Vrije Universiteit Brussel, Brussels, Belgium.
IEEE/ACM Trans Comput Biol Bioinform. 2013 Mar-Apr;10(2):383-92. doi: 10.1109/TCBB.2013.12.
The potential of microarray gene expression (MAGE) data is only partially explored due to the limited number of samples in individual studies. This limitation can be surmounted by merging or integrating data sets originating from independent MAGE experiments, which are designed to study the same biological problem. However, this process is hindered by batch effects that are study-dependent and result in random data distortion; therefore numerical transformations are needed to render the integration of different data sets accurate and meaningful. Our contribution in this paper is two-fold. First we propose GENESHIFT, a new nonparametric batch effect removal method based on two key elements from statistics: empirical density estimation and the inner product as a distance measure between two probability density functions; second we introduce a new validation index of batch effect removal methods based on the observation that samples from two independent studies drawn from a same population should exhibit similar probability density functions. We evaluated and compared the GENESHIFT method with four other state-of-the-art methods for batch effect removal: Batch-mean centering, empirical Bayes or COMBAT, distance-weighted discrimination, and cross-platform normalization. Several validation indices providing complementary information about the efficiency of batch effect removal methods have been employed in our validation framework. The results show that none of the methods clearly outperforms the others. More than that, most of the methods used for comparison perform very well with respect to some validation indices while performing very poor with respect to others. GENESHIFT exhibits robust performances and its average rank is the highest among the average ranks of all methods used for comparison.

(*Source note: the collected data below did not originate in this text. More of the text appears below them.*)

//! In-memory menu tree
//!
//! [`MenuTree`] is the reference [`MenuSink`]: it records every entry the
//! inflater adds, in insertion order, with all attributes resolved.

use super::registry::{ActionProvider, ActionView};
use super::sink::{MenuItemSink, MenuSink, SubMenuSink};
use super::types::{display_ordering, BlendMode, Shortcut, ShowAsAction, TintList};
use crate::resources::ResourceRef;

/// A single resolved menu item
#[derive(Debug)]
pub struct MenuItem {
    pub group_id: i32,
    pub id: i32,
    /// Packed category and in-category order
    pub order: u32,
    pub title: Option<String>,
    pub title_condensed: Option<String>,
    pub icon: Option<ResourceRef>,
    pub checkable: bool,
    pub exclusive_checkable: bool,
    pub checked: bool,
    pub visible: bool,
    pub enabled: bool,
    pub show_as_action: Option<ShowAsAction>,
    pub on_click: Option<String>,
    pub action_view: Option<Box<dyn ActionView>>,
    pub action_view_layout: Option<ResourceRef>,
    pub action_provider: Option<Box<dyn ActionProvider>>,
    pub content_description: Option<String>,
    pub tooltip_text: Option<String>,
    pub alphabetic_shortcut: Option<Shortcut>,
    pub numeric_shortcut: Option<Shortcut>,
    pub icon_tint_mode: Option<BlendMode>,
    pub icon_tint_list: Option<TintList>,
}

impl MenuItem {
    pub fn new(group_id: i32, id: i32, order: u32, title: Option<&str>) -> Self {
        Self {
            group_id,
            id,
            order,
            title: title.map(str::to_string),
            title_condensed: None,
            icon: None,
            checkable: false,
            exclusive_checkable: false,
            checked: false,
            visible: true,
            enabled: true,
            show_as_action: None,
            on_click: None,
            action_view: None,
            action_view_layout: None,
            action_provider: None,
            content_description: None,
            tooltip_text: None,
            alphabetic_shortcut: None,
            numeric_shortcut: None,
            icon_tint_mode: None,
            icon_tint_list: None,
        }
    }
}

impl MenuItemSink for MenuItem {
    fn set_title_condensed(&mut self, title: &str) {
        self.title_condensed = Some(title.to_string());
    }

    fn set_icon(&mut self, icon: &ResourceRef) {
        self.icon = Some(icon.clone());
    }

    fn set_checkable(&mut self, checkable: bool) {
        self.checkable = checkable;
    }

    fn set_exclusive_checkable(&mut self, exclusive: bool) {
        self.exclusive_checkable = exclusive;
    }

    fn set_checked(&mut self, checked: bool) {
        self.checked = checked;
    }

    fn set_visible(&mut self, visible: bool) {
        self.visible = visible;
    }

    fn set_enabled(&mut self, enabled: bool) {
        self.enabled = enabled;
    }

    fn set_show_as_action(&mut self, flags: ShowAsAction) {
        self.show_as_action = Some(flags);
    }

    fn set_on_click(&mut self, method: &str) {
        self.on_click = Some(method.to_string());
    }

    fn set_action_view(&mut self, view: Box<dyn ActionView>) {
        self.action_view = Some(view);
        self.action_view_layout = None;
    }

    fn set_action_view_layout(&mut self, layout: &ResourceRef) {
        self.action_view_layout = Some(layout.clone());
        self.action_view = None;
    }

    fn set_action_provider(&mut self, provider: Box<dyn ActionProvider>) {
        self.action_provider = Some(provider);
    }

    fn set_content_description(&mut self, text: &str) {
        self.content_description = Some(text.to_string());
    }

    fn set_tooltip_text(&mut self, text: &str) {
        self.tooltip_text = Some(text.to_string());
    }

    fn set_alphabetic_shortcut(&mut self, shortcut: Shortcut) {
        self.alphabetic_shortcut = Some(shortcut);
    }

    fn set_numeric_shortcut(&mut self, shortcut: Shortcut) {
        self.numeric_shortcut = Some(shortcut);
    }

    fn set_icon_tint_mode(&mut self, mode: BlendMode) {
        self.icon_tint_mode = Some(mode);
    }

    fn set_icon_tint_list(&mut self, tint: &TintList) {
        self.icon_tint_list = Some(tint.clone());
    }
}

/// An entry in a menu: a plain item, or an anchor item with a submenu body
#[derive(Debug)]
pub struct MenuEntry {
    pub item: MenuItem,
    pub sub_menu: Option<MenuTree>,
}

impl MenuEntry {
    pub fn is_sub_menu(&self) -> bool {
        self.sub_menu.is_some()
    }
}

impl SubMenuSink for MenuEntry {
    fn anchor_item(&mut self) -> &mut dyn MenuItemSink {
        &mut self.item
    }

    fn menu(&mut self) -> &mut dyn MenuSink {
        self.sub_menu.get_or_insert_with(MenuTree::new)
    }
}

/// A menu body, root or nested
#[derive(Debug, Default)]
pub struct MenuTree {
    entries: Vec<MenuEntry>,
}

impl MenuTree {
    pub fn new() -> Self {
        Self::default()
    }

    /// Entries in insertion order
    pub fn entries(&self) -> &[MenuEntry] {
        &self.entries
    }

    pub fn len(&self) -> usize {
        self.entries.len()
    }

    pub fn is_empty(&self) -> bool {
        self.entries.is_empty()
    }

    /// Entries in the order a toolkit would present them: by category
    /// priority, then order, ties kept in insertion order
    pub fn entries_in_display_order(&self) -> Vec<&MenuEntry> {
        let mut sorted: Vec<&MenuEntry> = self.entries.iter().collect();
        sorted.sort_by_key(|entry| display_ordering(entry.item.order));
        sorted
    }

    /// Depth-first search for an item id, submenu anchors included
    pub fn find(&self, id: i32) -> Option<&MenuItem> {
        for entry in &self.entries {
            if entry.item.id == id {
                return Some(&entry.item);
            }
            if let Some(found) = entry.sub_menu.as_ref().and_then(|sub| sub.find(id)) {
                return Some(found);
            }
        }
        None
    }

    /// The submenu body opened by the item with this id
    pub fn sub_menu(&self, id: i32) -> Option<&MenuTree> {
        for entry in &self.entries {
            if let Some(sub) = &entry.sub_menu {
                if entry.item.id == id {
                    return Some(sub);
                }
                if let Some(found) = sub.sub_menu(id) {
                    return Some(found);
                }
            }
        }
        None
    }

    /// Every entry at any depth, anchors included
    pub fn total_items(&self) -> usize {
        self.entries
            .iter()
            .map(|entry| 1 + entry.sub_menu.as_ref().map(MenuTree::total_items).unwrap_or(0))
            .sum()
    }

    /// Number of submenu entries at any depth
    pub fn total_sub_menus(&self) -> usize {
        self.entries
            .iter()
            .filter_map(|entry| entry.sub_menu.as_ref())
            .map(|sub| 1 + sub.total_sub_menus())
            .sum()
    }
}

impl MenuSink for MenuTree {
    fn add_item(
        &mut self,
        group_id: i32,
        item_id: i32,
        order: u32,
        title: Option<&str>,
    ) -> &mut dyn MenuItemSink {
        self.entries.push(MenuEntry {
            item: MenuItem::new(group_id, item_id, order, title),
            sub_menu: None,
        });
        let last = self.entries.len() - 1;
        &mut self.entries[last].item
    }

    fn add_sub_menu(
        &mut self,
        group_id: i32,
        item_id: i32,
        order: u32,
        title: Option<&str>,
    ) -> &mut dyn SubMenuSink {
        self.entries.push(MenuEntry {
            item: MenuItem::new(group_id, item_id, order, title),
            sub_menu: Some(MenuTree::new()),
        });
        let last = self.entries.len() - 1;
        &mut self.entries[last]
    }
}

由于单个研究中的样本数量有限,微阵列基因表达 (MAGE) 数据的潜力尚未得到充分挖掘。通过合并或整合来自独立 MAGE 实验的数据,可以克服这一限制,这些实验旨在研究相同的生物学问题。然而,这一过程受到批次效应的阻碍,批次效应是依赖于研究的,会导致随机数据扭曲;因此,需要进行数值转换,以使不同数据集的整合准确且有意义。本文的贡献有两点。首先,我们提出了 GENESHIFT,这是一种基于统计学中的两个关键元素的新的非参数批次效应去除方法:经验密度估计和内积作为两个概率密度函数之间的距离度量;其次,我们引入了一种新的批量效应去除方法的验证指标,基于这样一个观察结果:来自同一总体的两个独立研究的样本应该表现出相似的概率密度函数。我们评估并比较了 GENESHIFT 方法与其他四种用于去除批量效应的最先进方法:批量均值中心化、经验贝叶斯或 COMBAT、距离加权判别和跨平台归一化。我们的验证框架采用了多个提供有关批量效应去除方法效率的补充信息的验证指标。结果表明,没有一种方法明显优于其他方法。更重要的是,与比较中使用的大多数方法相比,大多数方法在某些验证指标上表现非常好,而在其他指标上表现非常差。GENESHIFT 表现出稳健的性能,其平均排名在所有比较方法的平均排名中最高。